You might say, “This doesn’t affect me.” But it does, or it has. You are the product of 200 millennia of human development and migration. You don’t know your distant ancestors. You don’t know, even if you have had a DNA test offered by the Human Genome Project or some other organization, the complete history of who you are physically. If you live outside Africa, you might see that your DNA can be traced through the Middle East, for example, but you can’t know who those ancestors were. And, although there are geographical tracks for human migration, you might be the product of that one unidentified small group that broke off from the rest, travelled not by land, but by water, and rejoined the DNA of origin. In that sense we are all orphans, and it is that sense of being an orphan that probably drives so many to seek some information about their ancestry.

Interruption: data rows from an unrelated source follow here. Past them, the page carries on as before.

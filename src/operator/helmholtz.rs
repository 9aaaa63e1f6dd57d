// src/operator/helmholtz.rs

use std::path::Path;
use std::sync::{Arc, OnceLock};

use rayon::prelude::*;

use crate::amr::layout::{PatchLayout, ProblemDomain};
use crate::amr::level_data::LevelData;
use crate::boundary::BoundaryPolicy;
use crate::coarse_fine::{CoarseFineInterp, CoarseFineTransfer};
use crate::config::{Centering, HelmholtzConfig};
use crate::error::{ensure_same_ncomp, fatal, HelmholtzError, HelmholtzResult};
use crate::flux_register::FluxRegister;
use crate::io;
use crate::operator::LinearOp;
use crate::stencil::{kernel_for, FaceFlux, StencilKernel};

/// Geometry of one level: its patches, domain and (uniform) cell size.
#[derive(Debug, Clone)]
pub struct LevelGeometry {
    pub layout: Arc<PatchLayout>,
    pub domain: ProblemDomain,
    pub dx: f64,
}

/// A neighbouring AMR level as seen from this one.
#[derive(Debug, Clone)]
pub struct LevelLink {
    pub layout: Arc<PatchLayout>,
    /// Refinement ratio between the two levels.
    pub ratio: usize,
}

/// Where coarse-fine ghost values come from during a ghost fill.
#[derive(Debug, Clone, Copy)]
pub(crate) enum CoarseFill<'a> {
    /// Leave coarse-fine ghosts as they are.
    Skip,
    /// Coarse level implicitly zero.
    Homogeneous,
    /// Interpolate from an explicit coarse field.
    From(&'a LevelData),
}

/// `L(phi) = alpha * phi + beta * Laplacian(phi)` on one AMR or multigrid level.
#[derive(Debug)]
pub struct HelmholtzOp {
    pub(crate) cfg: HelmholtzConfig,
    pub(crate) kernel: Box<dyn StencilKernel>,
    pub(crate) alpha: f64,
    pub(crate) beta: f64,
    pub(crate) dx: f64,
    pub(crate) domain: ProblemDomain,
    pub(crate) layout: Arc<PatchLayout>,
    pub(crate) ncomp: usize,
    pub(crate) ref_to_coarser: usize,
    pub(crate) ref_to_finer: usize,
    pub(crate) bc: Arc<dyn BoundaryPolicy>,
    pub(crate) cf_interp: Option<Arc<dyn CoarseFineTransfer>>,
    pub(crate) flux_register: Option<FluxRegister>,
    /// Inverse diagonal, refreshed before every Jacobi sweep.
    pub(crate) diag_inv: Option<LevelData>,
    pub(crate) coarsened_mg_layout: OnceLock<Arc<PatchLayout>>,
}

impl HelmholtzOp {
    /// Operator on an AMR level with optional finer and coarser neighbours.
    ///
    /// A flux register is built when a finer level exists. Coarse-fine
    /// interpolation is set up only when a coarser level exists and the
    /// domain is not small (some extent larger than
    /// `ref_to_coarser * min_coarsest_domain_size`).
    pub fn define_amr(
        cfg: HelmholtzConfig,
        geom: LevelGeometry,
        finer: Option<LevelLink>,
        coarser: Option<LevelLink>,
        bc: Arc<dyn BoundaryPolicy>,
        ncomp: usize,
    ) -> HelmholtzResult<Self> {
        let mut op = Self::new_level(cfg, geom, bc, ncomp)?;

        if let Some(link) = &finer {
            check_ratio(link.ratio)?;
            if !link.layout.coarsenable(link.ratio) {
                return Err(HelmholtzError::NotCoarsenable {
                    context: "finer level",
                    ratio: link.ratio,
                });
            }
            op.ref_to_finer = link.ratio;
            let fine_domain = op.domain.refine(link.ratio);
            op.flux_register = Some(FluxRegister::define(
                &link.layout,
                &op.layout,
                &fine_domain,
                link.ratio,
                ncomp,
            ));
        }

        if let Some(link) = &coarser {
            check_ratio(link.ratio)?;
            if !op.layout.coarsenable(link.ratio) {
                return Err(HelmholtzError::NotCoarsenable {
                    context: "coarser level",
                    ratio: link.ratio,
                });
            }
            op.ref_to_coarser = link.ratio;

            let small = op
                .domain
                .is_at_most(link.ratio * op.cfg.min_coarsest_domain_size);
            if small {
                log::info!(
                    "[helmholtz] domain {}x{} is small: coarse-fine interpolation disabled",
                    op.domain.rect.nx,
                    op.domain.rect.ny
                );
            } else {
                op.cf_interp = Some(Arc::new(CoarseFineInterp::define(
                    &op.layout,
                    link.layout.clone(),
                    &op.domain,
                    link.ratio,
                    op.kernel.n_ghost(),
                )));
            }
        }

        log::debug!(
            "[helmholtz] define amr level: {} patches, dx={:.3e}, order {}, ref coarser/finer {}/{}, cf {}",
            op.layout.len(),
            op.dx,
            op.order_of_accuracy(),
            op.ref_to_coarser,
            op.ref_to_finer,
            op.cf_interp.is_some()
        );
        Ok(op)
    }

    /// Operator on a multigrid level with no AMR neighbours.
    pub fn define_mg(
        cfg: HelmholtzConfig,
        geom: LevelGeometry,
        bc: Arc<dyn BoundaryPolicy>,
        ncomp: usize,
    ) -> HelmholtzResult<Self> {
        let mut op = Self::new_level(cfg, geom, bc, ncomp)?;
        op.ref_to_coarser = 2;
        op.ref_to_finer = 2;
        log::debug!(
            "[helmholtz] define mg level: {} patches, dx={:.3e}",
            op.layout.len(),
            op.dx
        );
        Ok(op)
    }

    fn new_level(
        cfg: HelmholtzConfig,
        geom: LevelGeometry,
        bc: Arc<dyn BoundaryPolicy>,
        ncomp: usize,
    ) -> HelmholtzResult<Self> {
        cfg.validate()?;
        if ncomp == 0 {
            return Err(HelmholtzError::InvalidConfig("ncomp must be >= 1".to_string()));
        }
        if !(geom.dx > 0.0) {
            return Err(HelmholtzError::InvalidConfig(format!(
                "cell size must be positive, got {}",
                geom.dx
            )));
        }
        Ok(Self {
            kernel: kernel_for(cfg.order),
            alpha: cfg.alpha,
            beta: cfg.beta,
            cfg,
            dx: geom.dx,
            domain: geom.domain,
            layout: geom.layout,
            ncomp,
            ref_to_coarser: 1,
            ref_to_finer: 1,
            bc,
            cf_interp: None,
            flux_register: None,
            diag_inv: None,
            coarsened_mg_layout: OnceLock::new(),
        })
    }

    // ---------------------------------------------------------------------
    // Accessors / setters
    // ---------------------------------------------------------------------

    pub fn config(&self) -> &HelmholtzConfig {
        &self.cfg
    }

    pub fn alpha(&self) -> f64 {
        self.alpha
    }

    pub fn beta(&self) -> f64 {
        self.beta
    }

    pub fn dx(&self) -> f64 {
        self.dx
    }

    pub fn domain(&self) -> &ProblemDomain {
        &self.domain
    }

    pub fn layout(&self) -> &Arc<PatchLayout> {
        &self.layout
    }

    pub fn ncomp(&self) -> usize {
        self.ncomp
    }

    pub fn ref_to_finer(&self) -> usize {
        self.ref_to_finer
    }

    pub fn order_of_accuracy(&self) -> usize {
        self.kernel.order().order()
    }

    /// Ghost width every operator field must carry.
    pub fn n_ghost(&self) -> usize {
        self.kernel.n_ghost()
    }

    pub fn has_coarse_fine_interp(&self) -> bool {
        self.cf_interp.is_some()
    }

    pub fn flux_register(&self) -> Option<&FluxRegister> {
        self.flux_register.as_ref()
    }

    pub fn set_alpha_and_beta(&mut self, alpha: f64, beta: f64) {
        self.alpha = alpha;
        self.beta = beta;
        self.diag_inv = None;
    }

    pub fn set_bc(&mut self, bc: Arc<dyn BoundaryPolicy>) {
        self.bc = bc;
    }

    /// Diagonal coefficient `D` of the stencil at the current alpha / beta.
    pub fn diagonal(&self) -> f64 {
        self.kernel.diagonal(self.alpha, self.beta, self.dx)
    }

    /// Field with this operator's layout, component count and ghost width.
    pub fn new_field(&self) -> LevelData {
        LevelData::new(self.layout.clone(), self.ncomp, self.n_ghost())
    }

    // ---------------------------------------------------------------------
    // Ghost cells and stencil application
    // ---------------------------------------------------------------------

    #[track_caller]
    pub(crate) fn check_field(&self, context: &'static str, field: &LevelData) {
        ensure_same_ncomp(context, self.ncomp, field.ncomp());
        if field.ghost() < self.n_ghost() {
            fatal(HelmholtzError::InsufficientGhosts {
                required: self.n_ghost(),
                actual: field.ghost(),
            });
        }
    }

    /// Fill every ghost cell the stencil reads: same-level overlap first,
    /// then the coarse-fine interface, then the physical boundary.
    pub(crate) fn fill_ghosts(&self, phi: &mut LevelData, coarse: CoarseFill<'_>, homogeneous_bc: bool) {
        phi.exchange(self.cfg.exchange_mode);
        if let Some(cf) = &self.cf_interp {
            match coarse {
                CoarseFill::Skip => {}
                CoarseFill::Homogeneous => cf.fill_ghosts(phi, None, true),
                CoarseFill::From(c) => {
                    ensure_same_ncomp("coarse-fine fill", phi.ncomp(), c.ncomp());
                    cf.fill_ghosts(phi, Some(c), false)
                }
            }
        }
        self.bc
            .fill_domain_ghosts(phi, &self.domain, self.dx, homogeneous_bc);
    }

    /// `lhs = L(phi)` on valid cells, reading `phi`'s ghosts as they are.
    pub(crate) fn apply_stencil(&self, lhs: &mut LevelData, phi: &LevelData) {
        ensure_same_ncomp("applyOp", phi.ncomp(), lhs.ncomp());
        debug_assert!(lhs.same_layout(phi), "lhs and phi must share a layout");
        let kernel = self.kernel.as_ref();
        let (alpha, beta, dx) = (self.alpha, self.beta, self.dx);
        lhs.patches_mut()
            .par_iter_mut()
            .zip(phi.patches().par_iter())
            .for_each(|(out, p)| kernel.apply(out, p, alpha, beta, dx));
    }

    /// `lhs = L(phi)` ignoring the coarse-fine interface.
    pub fn apply_op_i(&self, lhs: &mut LevelData, phi: &mut LevelData, homogeneous: bool) {
        self.check_field("applyOpI", phi);
        self.fill_ghosts(phi, CoarseFill::Skip, homogeneous);
        self.apply_stencil(lhs, phi);
    }

    /// `lhs = rhs - L(phi)` ignoring the coarse-fine interface.
    pub fn residual_i(&self, lhs: &mut LevelData, phi: &mut LevelData, rhs: &LevelData, homogeneous: bool) {
        self.apply_op_i(lhs, phi, homogeneous);
        lhs.axby_in_place(rhs, -1.0, 1.0);
    }

    /// Face fluxes `beta * dphi/dx_dir` over the faces of patch `k` of `phi`,
    /// whose ghosts must already be filled.
    pub fn get_flux(&self, phi: &LevelData, k: usize, dir: usize) -> FaceFlux {
        if self.cfg.centering != Centering::CellAveraged {
            fatal(HelmholtzError::RequiresCellAveraged("getFlux"));
        }
        self.check_field("getFlux", phi);
        debug_assert!(dir < crate::stencil::SPACE_DIM);
        self.kernel
            .face_flux(phi.patch(k), dir, self.beta / self.dx)
    }

    /// Dump `data` as JSON for inspection.
    pub fn write(&self, data: &LevelData, path: &Path) -> std::io::Result<()> {
        io::write_level_data(path, data, self.dx)
    }
}

fn check_ratio(ratio: usize) -> HelmholtzResult<()> {
    if ratio < 2 {
        return Err(HelmholtzError::InvalidRefinementRatio(ratio));
    }
    Ok(())
}

impl LinearOp for HelmholtzOp {
    fn residual(&self, lhs: &mut LevelData, phi: &mut LevelData, rhs: &LevelData, homogeneous: bool) {
        self.apply_op(lhs, phi, homogeneous);
        lhs.axby_in_place(rhs, -1.0, 1.0);
    }

    fn apply_op(&self, lhs: &mut LevelData, phi: &mut LevelData, homogeneous: bool) {
        self.check_field("applyOp", phi);
        self.fill_ghosts(phi, CoarseFill::Homogeneous, homogeneous);
        self.apply_stencil(lhs, phi);
    }

    fn create(&self, like: &LevelData) -> LevelData {
        LevelData::new_like(like)
    }

    fn create_coarsened(&self, like: &LevelData, ratio: usize) -> LevelData {
        let layout = if ratio == 2 {
            self.coarsened_by_two(like)
        } else {
            Arc::new(self.coarsened(like, ratio))
        };
        LevelData::new(layout, like.ncomp(), like.ghost())
    }

    fn assign(&self, lhs: &mut LevelData, rhs: &LevelData) {
        rhs.copy_to(lhs);
    }

    fn assign_local(&self, lhs: &mut LevelData, rhs: &LevelData) {
        ensure_same_ncomp("assignLocal", lhs.ncomp(), rhs.ncomp());
        lhs.patches_mut()
            .par_iter_mut()
            .zip(rhs.patches().par_iter())
            .for_each(|(l, r)| {
                if let Some(region) = l.grown.intersect(r.grown) {
                    l.copy_region_from(r, region);
                }
            });
    }

    fn assign_copier(&self, lhs: &mut LevelData, rhs: &LevelData) {
        rhs.copy_to(lhs);
    }

    fn zero_covered(&self, lhs: &mut LevelData, rhs: &LevelData) {
        lhs.zero_under(rhs.layout().boxes());
    }

    fn dot_product(&self, a: &LevelData, b: &LevelData) -> f64 {
        a.dot(b)
    }

    fn incr(&self, lhs: &mut LevelData, x: &LevelData, scale: f64) {
        lhs.incr(x, scale);
    }

    fn axby(&self, lhs: &mut LevelData, x: &LevelData, y: &LevelData, a: f64, b: f64) {
        lhs.axby(x, y, a, b);
    }

    fn scale(&self, lhs: &mut LevelData, s: f64) {
        lhs.scale(s);
    }

    fn norm(&self, x: &LevelData, _ord: i32) -> f64 {
        self.local_max_norm(x)
    }

    fn local_max_norm(&self, x: &LevelData) -> f64 {
        x.max_norm()
    }

    fn set_to_zero(&self, x: &mut LevelData) {
        x.set_val(0.0);
    }
}

impl HelmholtzOp {
    /// `like`'s layout coarsened by `ratio`; aborts if that loses cells.
    #[track_caller]
    pub(crate) fn coarsened(&self, like: &LevelData, ratio: usize) -> PatchLayout {
        if !like.layout().coarsenable(ratio) {
            fatal(HelmholtzError::NotCoarsenable {
                context: "createCoarsened",
                ratio,
            });
        }
        like.layout().coarsen(ratio)
    }

    /// Cached 2-coarsening of this level's layout (computed on first use).
    pub(crate) fn coarsened_by_two(&self, like: &LevelData) -> Arc<PatchLayout> {
        if !like.same_layout_as(&self.layout) {
            return Arc::new(self.coarsened(like, 2));
        }
        self.coarsened_mg_layout
            .get_or_init(|| Arc::new(self.coarsened(like, 2)))
            .clone()
    }
}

Here we are 200,000 years later trying to figure out our past. It’s a research project that we probably will never fully complete. We get a few fragments here or there, some bone, some teeth, maybe a few stone tools. The teeth that Wu Liu’s group found were encapsulated in flowstone in a cave. Flowstone is named for its appearance, not its movement. Like stalagmites and stalactites, flowstone forms very slowly. Its enveloping presence allowed the group to date the teeth, but they gave a range of ages that spanned 40,000 years.
Now think of that range in comparison. If modern thought and technology goes back to the time of the pyramids, that range is a drop in the temporal bucket. Forty thousand years is greater by a factor of 10 than all the time since the Egyptians were making their big tombs. Ancestral humans, living in a cave, losing teeth 80,000 to 120,000 years ago! Now I wonder. Were their concerns just like ours? Did they have their equivalence of dentists. Maybe Liu’s group found the equivalent of a dentist’s office. “Ug, come here; make Ug feel better. Use rock to fix tooth. Be gentle; don’t worry. Ug can ask others. Fix many mouths; no complaints.” (I’m assuming that pronouns hadn’t been invented)
Maybe losing teeth is a bond through history. Certainly, losing tools seems to be what ties us to Homo habilis. Now look ahead. You have teeth and tools. Think you will leave them as the only record of who you are? Some distant descendant is going to wonder who you were and what you were like. Some distant descendant is going to wonder about the trail of your DNA through his or her history. And some distant descendant is going to wonder about the things that concerned you during your “ancient” life. Wouldn’t it be interesting if your concerns were very much the same as those of your ancestors and your descendants?